Q: Can you tell us a little more about the Nature Learning Place Space, which really seems to be a shining spot of the organization?
Martha: It’s a pretty amazing, neat playground, using natural materials that really evolved out of a community partnership, with lots of sponsors that jumped on board and enabled us to create this great, non-traditional, nature-based [environment] where kids can get back to nature.
Q: What other programs does the organization offer?
Martha: [One is] something called “Grade 4s Outdoors” . And it basically gives every grade 4 student in the province (so about eight thousands of them) a two-night camping pass for any of our provincial camping parks.
Q: How is the NREC associated with the Department of Natural Resources (DNR)?
Martha: We’re in a branch [of the department] called Regional Services. It’s probably the largest part of the department, and within that [we work with] private lands, stewardship, and outreach. But it’s really about the outreach. There’s a focus on forestry and biodiversity, wildlife, rocks, minerals, mining, [parks], green spaces [as well].
Amelia: Within the department, [regional services] is seen as the service delivery. So we’re trying to get better at working with the rest of the department to deliver the messages if they have [something on] biodiversity, or some kind of other activity, whether it’s fire prevention—we can deliver that message for them.
Q: What are your organization’s biggest challenges?
Martha: Everyone has challenges with staffing and what not, so we do our best to offer programs and cover off what requests come in. But part of our job, which is really important, is to foster that sense of stewardship. And that’s really what the province is trying to do. [Another challenge is] because of the digital age that we’re in, there are a lot of people in the public that might not be as connected [with nature] as perhaps they were in the past. And it’s also a learning curve for us, too, because we’re navigating the digital world that [keeps] changing. So we know there are other things we could do but sometimes we have limitations in terms of our resources.
Q: What are some volunteer opportunities for people looking to give back and get more involved in fostering a love for the outdoors in their communities?
Martha: We’ve had co-op students from high schools and so on [in the past]. We don’t have a volunteer program per say. We did, for instance, have community build days for the Nature Learning Play Space. That was very much a community effort. And there are opportunities in some of the parks that are friends of [our] organization.
Q: Although there might not be a huge infrastructure for volunteers currently, are they still vital to organizations such as yours and others around the province?
Amelia: Definitely. And it might not be in the same kind of role we [usually] think of. But it’s just so huge that we live in such a beautiful province and just to take advantage of all those natural places and to have an opportunity to take kids outside. And to get them out and looking close at things…and being hands on. It always amazes me how when kids come out here, they’re all looking, listening, and happy to be outside. That’s huge for them. [Some of them] have never had that opportunity. We just need someone to take them there.
Q: Is there one area of Nova Scotia’s natural resources that stands out to the NREC?

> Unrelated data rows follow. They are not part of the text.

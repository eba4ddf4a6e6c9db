//! Partition quality metrics over two-way [`Graph`] partitions.

use crate::graph::Graph;
use crate::options::Options;

/// Total vertex weight carried by each side of a two-way partition.
pub fn compute_parts_load(graph: &Graph, partition: &[usize]) -> [f64; 2] {
    debug_assert_eq!(graph.len(), partition.len());
    let mut loads = [0.0, 0.0];
    for (&side, &weight) in partition.iter().zip(graph.vertex_weights()) {
        if side < 2 {
            loads[side] += weight;
        }
    }
    loads
}

/// Deviation of the side weights from an even split, `|0.5 - w0 / W|`.
/// Zero means both sides carry the same vertex weight.
pub fn imbalance(graph: &Graph, partition: &[usize]) -> f64 {
    let [w0, w1] = compute_parts_load(graph, partition);
    let total = w0 + w1;
    if total == 0.0 {
        return 0.0;
    }
    (0.5 - w0 / total).abs()
}

/// The surcharge the refinement objective adds to the cut cost when the
/// side-1 weight strays outside the tolerance window around the target
/// split.
pub fn balance_penalty(graph: &Graph, options: &Options, partition: &[usize]) -> f64 {
    balance_excess(graph, options, compute_parts_load(graph, partition)[1])
}

/// Scalar core of [`balance_penalty`] for callers that track the side-1
/// weight incrementally: scaled by [`Graph::heuristic_scale`] so one unit
/// of misplaced weight costs about one heaviest edge.
pub(crate) fn balance_excess(graph: &Graph, options: &Options, w1: f64) -> f64 {
    let excess = (w1 / graph.total_vertex_weight() - options.target_split).abs()
        - options.soft_split_tolerance;
    graph.heuristic_scale() * excess.max(0.0)
}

Amelia: Some things that really hit home to me is that it’s amazing when we have kids—when we’re talking about wildlife—they’ll throw up their hands [with questions] on wildlife examples that come from Africa or the rainforest. And one of my passions is to speak of wildlife in Nova Scotia and what we have here. If we look closely, it’s amazing what we’ll see. And to talk about some of those adaptations and features, and make the kids really interested and knowledgeable about [our local wildlife] is something I’m really excited and passionate about.
Q: Regarding the NREC’s future, are there any changes, or areas of improvement, you would like to see addressed moving forward?
Martha: We know that not everyone can come here. So we’ll be looking at things that might make it easier for folks. Maybe we can improve our presence on the web, and we’ve been growing [our] social media. We’re looking at trying to be more accessible. And our trails are great but not always accessible to everyone. That’s gotta keep going. There will always be people who need to make a connection with nature. And that’s what we have here—we’ve got the real thing.